いや、それくらいフェラクリウスなら出来る…よな。


だがこの言葉の問題は可不可の話ではない。


行為の優位性が…逆転した…?


『うおおおおおおおおおおッ!!』


ガシャアアアアアンッ!!


建物がいっそう激しくきしみ、ガラスが砕け散る音がした。


『ひいいいいいいっ!

 じょせいきが!!

 わしのじょせいきが…ッ!!!』


おいおいおいおい!ちょっと乱暴すぎるんじゃないか?


ただでさえ力も強くあの巨体である。


暴走して歯止めが利かなくなったのではないか。


『次はだんせいきだ!

 食らえ!!』


これはまずい!!


ガシャアアアアアンッ!!


更にもう一度破壊音。


カートは意を決して施術室に飛び込んだ。


「何やってんだおっさん!!」


彼の目に飛び込んできたのは、床にひれ伏す老婆。

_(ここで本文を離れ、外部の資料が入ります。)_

//! SQLite database layer

use std::path::Path;

use chrono::{DateTime, SecondsFormat, Utc};
use rusqlite::types::Type;
use rusqlite::{Connection, OptionalExtension, Row, params};

use crate::core::entry::{Category, KnowledgeEntry, SafetyLevel};
use crate::error::{LensError, Result};
use crate::storage::{RecordStore, migrations, seed};

const ENTRY_COLUMNS: &str = "id, name, aliases, publisher, executable_names, category, \
     safety_level, short_description, full_description, disable_impact, performance_impact, \
     recommendation, info_url, tags, last_updated";

/// SQLite database wrapper for the knowledge base
pub struct Database {
    conn: Connection,
    schema_version: u32,
}

impl std::fmt::Debug for Database {
    fn fmt(&self, f: &mut std::fmt::Formatter<'_>) -> std::fmt::Result {
        f.debug_struct("Database")
            .field("schema_version", &self.schema_version)
            .finish_non_exhaustive()
    }
}

impl Database {
    /// Open database at the given path
    pub fn open(path: impl AsRef<Path>) -> Result<Self> {
        let path = path.as_ref();

        // Ensure parent directory exists
        if let Some(parent) = path.parent() {
            if !parent.as_os_str().is_empty() {
                std::fs::create_dir_all(parent)?;
            }
        }

        let conn = Connection::open(path)?;
        Self::from_connection(conn)
    }

    /// Private in-memory database, mostly for tests.
    pub fn open_in_memory() -> Result<Self> {
        Self::from_connection(Connection::open_in_memory()?)
    }

    fn from_connection(conn: Connection) -> Result<Self> {
        Self::configure_pragmas(&conn)?;
        let schema_version = migrations::run_migrations(&conn)?;

        Ok(Self {
            conn,
            schema_version,
        })
    }

    /// Get a reference to the connection
    pub const fn conn(&self) -> &Connection {
        &self.conn
    }

    /// Current schema version after migrations.
    pub const fn schema_version(&self) -> u32 {
        self.schema_version
    }

    pub fn get_entry(&self, id: i64) -> Result<Option<KnowledgeEntry>> {
        self.query_one(
            &format!("SELECT {ENTRY_COLUMNS} FROM knowledge_entries WHERE id = ?1"),
            id,
        )
    }

    pub fn count_entries(&self) -> Result<u64> {
        let count: i64 = self
            .conn
            .query_row("SELECT COUNT(*) FROM knowledge_entries", [], |row| row.get(0))?;
        Ok(count.max(0).unsigned_abs())
    }

    pub fn list_entries(&self, limit: usize, offset: usize) -> Result<Vec<KnowledgeEntry>> {
        let mut stmt = self.conn.prepare(&format!(
            "SELECT {ENTRY_COLUMNS} FROM knowledge_entries
             ORDER BY name COLLATE NOCASE ASC, id ASC LIMIT ?1 OFFSET ?2"
        ))?;
        let rows = stmt.query_map(params![to_sql_limit(limit), to_sql_limit(offset)], entry_from_row)?;
        let mut results = Vec::new();
        for row in rows {
            results.push(row?);
        }
        Ok(results)
    }

    /// Insert (`id == 0`) or update (`id > 0`) an entry, returning its id.
    ///
    /// `last_updated` is stamped with the current time.
    pub fn save_entry(&self, entry: &KnowledgeEntry) -> Result<i64> {
        entry.validate()?;
        let now = format_timestamp(&Utc::now());

        if entry.is_persisted() {
            let changed = self.conn.execute(
                "UPDATE knowledge_entries SET
                    name = ?1, aliases = ?2, publisher = ?3, executable_names = ?4,
                    category = ?5, safety_level = ?6, short_description = ?7,
                    full_description = ?8, disable_impact = ?9, performance_impact = ?10,
                    recommendation = ?11, info_url = ?12, tags = ?13, last_updated = ?14
                 WHERE id = ?15",
                params![
                    entry.name,
                    entry.aliases,
                    entry.publisher,
                    entry.executable_names,
                    entry.category.as_str(),
                    entry.safety_level.as_str(),
                    entry.short_description,
                    entry.full_description,
                    entry.disable_impact,
                    entry.performance_impact,
                    entry.recommendation,
                    entry.info_url,
                    entry.tags,
                    now,
                    entry.id,
                ],
            )?;
            if changed == 0 {
                return Err(LensError::EntryNotFound(entry.id.to_string()));
            }
            tracing::debug!(id = entry.id, name = %entry.name, "updated entry");
            return Ok(entry.id);
        }

        let id = self.insert_entry(entry, None, &now)?;
        tracing::debug!(id, name = %entry.name, "inserted entry");
        Ok(id)
    }

    /// Insert a row, under `id` when given, otherwise under a fresh id.
    fn insert_entry(&self, entry: &KnowledgeEntry, id: Option<i64>, now: &str) -> Result<i64> {
        self.conn.execute(
            "INSERT INTO knowledge_entries (
                id, name, aliases, publisher, executable_names, category, safety_level,
                short_description, full_description, disable_impact, performance_impact,
                recommendation, info_url, tags, last_updated
             ) VALUES (?1, ?2, ?3, ?4, ?5, ?6, ?7, ?8, ?9, ?10, ?11, ?12, ?13, ?14, ?15)",
            params![
                id,
                entry.name,
                entry.aliases,
                entry.publisher,
                entry.executable_names,
                entry.category.as_str(),
                entry.safety_level.as_str(),
                entry.short_description,
                entry.full_description,
                entry.disable_impact,
                entry.performance_impact,
                entry.recommendation,
                entry.info_url,
                entry.tags,
                now,
            ],
        )?;
        Ok(self.conn.last_insert_rowid())
    }

    /// Save many entries in one transaction. Nothing is written if any fails.
    ///
    /// Entries carrying an id update that row, or are inserted under that id
    /// when the row does not exist, so an export loads into any store.
    pub fn import_entries(&self, entries: &[KnowledgeEntry]) -> Result<usize> {
        let tx = self.conn.unchecked_transaction()?;
        for entry in entries {
            self.import_entry(entry).map_err(|err| {
                LensError::Import(format!("entry '{}': {err}", entry.name))
            })?;
        }
        tx.commit()?;
        Ok(entries.len())
    }

    fn import_entry(&self, entry: &KnowledgeEntry) -> Result<i64> {
        if !entry.is_persisted() || self.get_entry(entry.id)?.is_some() {
            return self.save_entry(entry);
        }
        entry.validate()?;
        let id = self.insert_entry(entry, Some(entry.id), &format_timestamp(&Utc::now()))?;
        tracing::debug!(id, name = %entry.name, "imported entry under its own id");
        Ok(id)
    }

    /// Insert the bundled reference dataset if the store is empty.
    ///
    /// Returns how many entries were inserted (0 when already populated).
    pub fn seed_reference_data(&self) -> Result<usize> {
        if self.count_entries()? > 0 {
            return Ok(0);
        }
        let entries = seed::reference_entries()?;
        let inserted = self.import_entries(&entries)?;
        tracing::info!(inserted, "seeded reference knowledge base");
        Ok(inserted)
    }

    /// All entries in one category, ordered by name.
    pub fn entries_by_category(&self, category: Category) -> Result<Vec<KnowledgeEntry>> {
        let mut stmt = self.conn.prepare(&format!(
            "SELECT {ENTRY_COLUMNS} FROM knowledge_entries
             WHERE category = ?1
             ORDER BY name COLLATE NOCASE ASC, id ASC"
        ))?;
        let rows = stmt.query_map([category.as_str()], entry_from_row)?;
        let mut results = Vec::new();
        for row in rows {
            results.push(row?);
        }
        Ok(results)
    }

    /// Number of entries per category, for every category (zero included).
    pub fn category_counts(&self) -> Result<Vec<(Category, u64)>> {
        let mut stmt = self
            .conn
            .prepare("SELECT category, COUNT(*) FROM knowledge_entries GROUP BY category")?;
        let rows = stmt.query_map([], |row| {
            Ok((row.get::<_, String>(0)?, row.get::<_, i64>(1)?))
        })?;

        let mut counts: Vec<(Category, u64)> =
            Category::ALL.into_iter().map(|category| (category, 0)).collect();
        for row in rows {
            let (raw, count) = row?;
            let category: Category = raw
                .parse()
                .map_err(|_| LensError::InvalidEntry(format!("unknown category '{raw}' in store")))?;
            if let Some(slot) = counts.iter_mut().find(|(c, _)| *c == category) {
                slot.1 = count.max(0).unsigned_abs();
            }
        }
        Ok(counts)
    }

    fn query_one(&self, sql: &str, param: impl rusqlite::ToSql) -> Result<Option<KnowledgeEntry>> {
        let mut stmt = self.conn.prepare_cached(sql)?;
        Ok(stmt.query_row([param], entry_from_row).optional()?)
    }

    fn configure_pragmas(conn: &Connection) -> Result<()> {
        conn.execute_batch(
            "PRAGMA journal_mode = WAL;
             PRAGMA synchronous = NORMAL;
             PRAGMA cache_size = -16000;
             PRAGMA temp_store = MEMORY;
             PRAGMA foreign_keys = ON;",
        )?;
        Ok(())
    }
}

impl RecordStore for Database {
    fn query_by_executable_substring(&self, pattern: &str) -> Result<Option<KnowledgeEntry>> {
        self.query_one(
            &format!(
                "SELECT {ENTRY_COLUMNS} FROM knowledge_entries
                 WHERE instr(lower(executable_names), lower(?1)) > 0
                 ORDER BY id ASC LIMIT 1"
            ),
            pattern,
        )
    }

    fn query_by_exact_name(&self, name: &str) -> Result<Option<KnowledgeEntry>> {
        self.query_one(
            &format!(
                "SELECT {ENTRY_COLUMNS} FROM knowledge_entries
                 WHERE name = ?1 COLLATE NOCASE
                 ORDER BY id ASC LIMIT 1"
            ),
            name,
        )
    }

    fn query_by_alias_substring(&self, pattern: &str) -> Result<Option<KnowledgeEntry>> {
        self.query_one(
            &format!(
                "SELECT {ENTRY_COLUMNS} FROM knowledge_entries
                 WHERE instr(lower(aliases), lower(?1)) > 0
                 ORDER BY id ASC LIMIT 1"
            ),
            pattern,
        )
    }

    fn query_by_name_or_alias_substring(&self, pattern: &str) -> Result<Option<KnowledgeEntry>> {
        self.query_one(
            &format!(
                "SELECT {ENTRY_COLUMNS} FROM knowledge_entries
                 WHERE instr(lower(name), lower(?1)) > 0
                    OR instr(lower(aliases), lower(?1)) > 0
                 ORDER BY id ASC LIMIT 1"
            ),
            pattern,
        )
    }

    fn query_by_publisher_substring(&self, pattern: &str) -> Result<Option<KnowledgeEntry>> {
        self.query_one(
            &format!(
                "SELECT {ENTRY_COLUMNS} FROM knowledge_entries
                 WHERE instr(lower(publisher), lower(?1)) > 0
                 ORDER BY id ASC LIMIT 1"
            ),
            pattern,
        )
    }

    fn query_by_multi_field_substring(
        &self,
        pattern: &str,
        limit: usize,
    ) -> Result<Vec<KnowledgeEntry>> {
        if limit == 0 {
            return Ok(Vec::new());
        }

        // instr() with an empty needle is not relied on; empty means "everything".
        let sql = if pattern.is_empty() {
            format!(
                "SELECT {ENTRY_COLUMNS} FROM knowledge_entries
                 WHERE ?1 = ''
                 ORDER BY name COLLATE NOCASE ASC, id ASC LIMIT ?2"
            )
        } else {
            format!(
                "SELECT {ENTRY_COLUMNS} FROM knowledge_entries
                 WHERE instr(lower(name), lower(?1)) > 0
                    OR instr(lower(aliases), lower(?1)) > 0
                    OR instr(lower(publisher), lower(?1)) > 0
                    OR instr(lower(short_description), lower(?1)) > 0
                    OR instr(lower(tags), lower(?1)) > 0
                 ORDER BY name COLLATE NOCASE ASC, id ASC LIMIT ?2"
            )
        };

        let mut stmt = self.conn.prepare_cached(&sql)?;
        let rows = stmt.query_map(params![pattern, to_sql_limit(limit)], entry_from_row)?;
        let mut results = Vec::new();
        for row in rows {
            results.push(row?);
        }
        Ok(results)
    }
}

fn to_sql_limit(value: usize) -> i64 {
    i64::try_from(value).unwrap_or(i64::MAX)
}

fn format_timestamp(value: &DateTime<Utc>) -> String {
    value.to_rfc3339_opts(SecondsFormat::Millis, true)
}

fn entry_from_row(row: &Row<'_>) -> rusqlite::Result<KnowledgeEntry> {
    let category: String = row.get(5)?;
    let category = category
        .parse::<Category>()
        .map_err(|err| rusqlite::Error::FromSqlConversionFailure(5, Type::Text, Box::new(err)))?;
    let safety_level: String = row.get(6)?;
    let safety_level = safety_level
        .parse::<SafetyLevel>()
        .map_err(|err| rusqlite::Error::FromSqlConversionFailure(6, Type::Text, Box::new(err)))?;
    let last_updated: String = row.get(14)?;
    let last_updated = DateTime::parse_from_rfc3339(&last_updated)
        .map_err(|err| rusqlite::Error::FromSqlConversionFailure(14, Type::Text, Box::new(err)))?
        .with_timezone(&Utc);

    Ok(KnowledgeEntry {
        id: row.get(0)?,
        name: row.get(1)?,
        aliases: row.get(2)?,
        publisher: row.get(3)?,
        executable_names: row.get(4)?,
        category,
        safety_level,
        short_description: row.get(7)?,
        full_description: row.get(8)?,
        disable_impact: row.get(9)?,
        performance_impact: row.get(10)?,
        recommendation: row.get(11)?,
        info_url: row.get(12)?,
        tags: row.get(13)?,
        last_updated,
    })
}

その前に全裸で仁王立ちするフェラクリウスの姿。


その手に握られるのは、鋼のディルドであった。


踏み込んできたカートに気付き、フェラクリウスは振り返った。


「カートか…。

 もう終わったよ」


「…すっきりしちゃったのか」


またぐらにぶらさがっているもう一つの得物が平常サイズでぶらぶらしている様子から、カートはフェラクリウスが既に“コト”を終えた後なのだと勘違いした。